Wie die bislang unveröffentlichte Antwort der Innenverwaltung auf eine Parlamentarische Anfrage ergab, wurden zahlreiche Minderjährige festgenommen und lange Zeit festgehalten. Laut einem Bericht des Berliner Tagesspiegels waren von den 89 Festgenommen 25 unter 18 Jahre alt. Zwei waren sogar erst 14, weitere sieben 15. Aus der Antwort von Staatssekretär Aleksander Dzembritzki geht hervor, dass die Polizei die Minderjährigen teils viele Stunden in der Dienststelle Tempelhofer Damm festhielt und in vier Fällen erst nach Mitternacht entließ. Eine minderjährige Person wurde um 17:35 Uhr festgenommen und erst um 3:09 Uhr entlassen. Die Eltern wurden über die Festnahme überhaupt nicht informiert.
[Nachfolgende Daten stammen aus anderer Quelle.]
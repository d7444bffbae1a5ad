//! `roadbook` - Delivery records and driver routes
//!
//! This library wires the delivery core in `roadbook-core` to a `SQLite`
//! record store, a location provider and layered configuration.

#![warn(missing_docs)]
#![warn(missing_debug_implementations)]
#![deny(unsafe_code)]

pub mod cli;
pub mod config;
pub mod error;
pub mod location;
pub mod logging;
pub mod service;
pub mod storage;

pub use config::Config;
pub use error::{Error, Result};
pub use location::{locate, FixedLocation, LocationProvider, Unavailable};
pub use logging::init_logging;
pub use service::{DeliveryService, DriverRoute};
pub use storage::{RecordKind, RecordStore, Storage, StorageStats};
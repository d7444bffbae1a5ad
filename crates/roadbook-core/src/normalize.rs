//! Record normalizer.
//!
//! Backend documents arrive with whatever shape the writer gave them:
//! coordinates as strings, statuses in assorted spellings, missing
//! timestamps. Every function here is total. Unusable input is replaced by
//! a typed default instead of producing an error.

use chrono::{DateTime, NaiveDate, NaiveDateTime, TimeZone, Utc};
use serde_json::{Map, Value};
use tracing::trace;

use crate::delivery::{DeliveryRecord, DeliveryStatus, LinkSummary, Priority};

/// Coerce a loosely typed value into a finite `f64`.
///
/// Accepts JSON numbers and numeric strings (surrounding whitespace is
/// ignored). Anything else, or a non-finite result, yields `fallback`.
#[must_use]
pub fn coerce_number(value: Option<&Value>, fallback: f64) -> f64 {
    coerce_optional_number(value).unwrap_or(fallback)
}

/// Like [`coerce_number`], but reports unusable input as `None`.
#[must_use]
pub fn coerce_optional_number(value: Option<&Value>) -> Option<f64> {
    let parsed = match value? {
        Value::Number(n) => n.as_f64(),
        Value::String(s) => s.trim().parse::<f64>().ok(),
        _ => None,
    };
    parsed.filter(|n| n.is_finite())
}

/// Canonical key for status matching: trimmed, lowercased, whitespace runs
/// joined with `_`.
fn status_key(raw: &str) -> String {
    raw.trim()
        .to_lowercase()
        .split_whitespace()
        .collect::<Vec<_>>()
        .join("_")
}

/// Map a free-form status string onto one of the canonical statuses.
///
/// Unrecognized input becomes [`DeliveryStatus::Pending`].
#[must_use]
pub fn normalize_status(raw: &str) -> DeliveryStatus {
    match status_key(raw).as_str() {
        "pending" | "not_started" | "notstarted" | "new" | "waiting" | "scheduled" => {
            DeliveryStatus::Pending
        }
        "on_way" | "onway" | "on_the_way" | "in_progress" | "inprogress" | "in_transit"
        | "out_for_delivery" | "en_route" | "started" => DeliveryStatus::OnWay,
        "delivered" | "completed" | "complete" | "done" => DeliveryStatus::Delivered,
        "no_answer" | "noanswer" | "no_response" | "unreachable" => DeliveryStatus::NoAnswer,
        "cancelled" | "canceled" | "cancel" => DeliveryStatus::Cancelled,
        other => {
            trace!("Unrecognized delivery status {:?}, using Pending", other);
            DeliveryStatus::Pending
        }
    }
}

/// Map a free-form priority string onto a [`Priority`], defaulting to medium.
#[must_use]
pub fn normalize_priority(raw: &str) -> Priority {
    match raw.trim().to_lowercase().as_str() {
        "low" => Priority::Low,
        "high" => Priority::High,
        "urgent" => Priority::Urgent,
        _ => Priority::Medium,
    }
}

/// First present, non-null field among `keys`.
fn field<'a>(obj: &'a Map<String, Value>, keys: &[&str]) -> Option<&'a Value> {
    keys.iter()
        .filter_map(|k| obj.get(*k))
        .find(|v| !v.is_null())
}

/// Text for identifier-like and contact fields. Numbers are rendered, other
/// shapes are treated as absent.
fn text(value: Option<&Value>) -> Option<String> {
    match value? {
        Value::String(s) => Some(s.clone()),
        Value::Number(n) => Some(n.to_string()),
        _ => None,
    }
}

/// Offset-less date-times accepted after RFC 3339, read as UTC.
const NAIVE_FORMATS: &[&str] = &["%Y-%m-%dT%H:%M:%S%.f", "%Y-%m-%d %H:%M:%S%.f"];

fn parse_timestamp(raw: &str) -> Option<DateTime<Utc>> {
    let raw = raw.trim();
    if let Ok(dt) = DateTime::parse_from_rfc3339(raw) {
        return Some(dt.with_timezone(&Utc));
    }
    NAIVE_FORMATS
        .iter()
        .find_map(|fmt| NaiveDateTime::parse_from_str(raw, fmt).ok())
        .or_else(|| {
            NaiveDate::parse_from_str(raw, "%Y-%m-%d")
                .ok()
                .and_then(|d| d.and_hms_opt(0, 0, 0))
        })
        .map(|naive| naive.and_utc())
}

/// Timestamp from an ISO-8601 string or a number of epoch milliseconds.
fn timestamp(value: &Value) -> Option<DateTime<Utc>> {
    match value {
        Value::String(s) => parse_timestamp(s),
        Value::Number(_) => epoch_millis(Some(value)),
        _ => None,
    }
}

/// First of `keys` holding a usable timestamp.
fn first_timestamp(obj: &Map<String, Value>, keys: &[&str]) -> Option<DateTime<Utc>> {
    keys.iter().filter_map(|k| obj.get(*k)).find_map(timestamp)
}

#[allow(clippy::cast_possible_truncation)]
fn epoch_millis(value: Option<&Value>) -> Option<DateTime<Utc>> {
    let millis = coerce_optional_number(value)?;
    Utc.timestamp_millis_opt(millis.round() as i64).single()
}

fn link(value: Option<&Value>) -> Option<LinkSummary> {
    match value? {
        Value::String(id) => Some(LinkSummary {
            id: id.clone(),
            title: None,
            name: None,
            raw: Value::String(id.clone()),
        }),
        Value::Object(obj) => {
            let id = text(field(obj, &["$id", "id"]))?;
            Some(LinkSummary {
                id,
                title: text(obj.get("title")),
                name: text(obj.get("name")),
                raw: Value::Object(obj.clone()),
            })
        }
        _ => None,
    }
}

/// Convert a raw backend document into a [`DeliveryRecord`].
///
/// Never fails: a non-object input produces a record made entirely of
/// defaults.
#[must_use]
pub fn normalize_record(raw: &Value) -> DeliveryRecord {
    let empty = Map::new();
    let obj = raw.as_object().unwrap_or(&empty);

    let created_at = first_timestamp(obj, &["createdAt", "$createdAt"])
        .or_else(|| epoch_millis(field(obj, &["createdAtMs"])))
        .unwrap_or_else(Utc::now);
    let updated_at = first_timestamp(obj, &["updatedAt", "$updatedAt"]).unwrap_or(created_at);

    let status = field(obj, &["status"])
        .and_then(Value::as_str)
        .map(normalize_status)
        .unwrap_or_default();
    let priority = field(obj, &["priority"])
        .and_then(Value::as_str)
        .map(normalize_priority)
        .unwrap_or_default();

    DeliveryRecord {
        id: text(field(obj, &["$id", "id"])).unwrap_or_default(),
        external_id: text(field(obj, &["externalId", "external_id"])),
        customer_id: text(field(obj, &["customerId", "customer_id"])),
        driver_id: text(field(obj, &["driverId", "driver_id"])),
        product_id: text(field(obj, &["productId", "product_id"])),
        customer_name: text(field(obj, &["customerName", "customer_name"])).unwrap_or_default(),
        phone: text(field(obj, &["phone", "customerPhone"])).unwrap_or_default(),
        address: text(field(obj, &["address", "customerAddress"])).unwrap_or_default(),
        latitude: coerce_number(field(obj, &["latitude", "lat"]), 0.0),
        longitude: coerce_number(field(obj, &["longitude", "lng", "lon"]), 0.0),
        status,
        priority,
        created_at,
        updated_at,
        order_value: coerce_optional_number(field(obj, &["orderValue", "order_value"])),
        driver: link(obj.get("driver")),
        product: link(obj.get("product")),
        customer_record: link(obj.get("customerRecord")),
    }
}

/// Normalize a batch of raw documents, preserving their order.
#[must_use]
pub fn normalize_records<'a>(raw: impl IntoIterator<Item = &'a Value>) -> Vec<DeliveryRecord> {
    raw.into_iter().map(normalize_record).collect()
}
Offenbar kam es auch zu Gewalt gegen die Jugendlichen. Bei vier Minderjährigen wurden die Verletzungen von der Polizei festgehalten. Zwei hatten Augenreizungen, eine weitere Person eine blutige Unterlippe und eine 16-jährige Person eine Nackenverletzung.

Am Rande der Demonstration ging die Polizei auch mit großer Brutalität gegen farbige Teilnehmer vor, was mehrere im Internet veröffentlichte Videos zeigen. So wurde ein farbiger Junge, der sich nach einem Gespräch mit einem Beamten von der Polizei entfernte, von einem anderen Polizisten zurückgezogen. Er schlug mit einem Schlagstock in der Faust in Richtung seines Gesichts und setzte Pfefferspray ein, wie die Frankfurter Rundschau berichtete.

Führende Vertreter der Linkspartei stellten sich danach demonstrativ hinter die Polizei. Bundestagsfraktionschef Dietmar Bartsch verknüpfte die Verteidigung der brutalen Polizeimethoden mit der Forderung nach deren personeller Aufstockung. Auch in Brandenburg und Bremen haben die Landesregierungen mit Beteiligung der Linkspartei drastische Polizeigesetze verabschiedet, die demokratische Rechte einschränken.

In anderen Städten kam es zu ähnlichen Szenen wie in Berlin. In Hamburg wurden fast 50 Jugendliche, überwiegend mit Migrationshintergrund, verhaftet. Viele von ihnen mussten über zwei Stunden mit dem Kopf an einer Wand stehen. Dann wurden sie in verschiedene Polizeiwachen gebracht.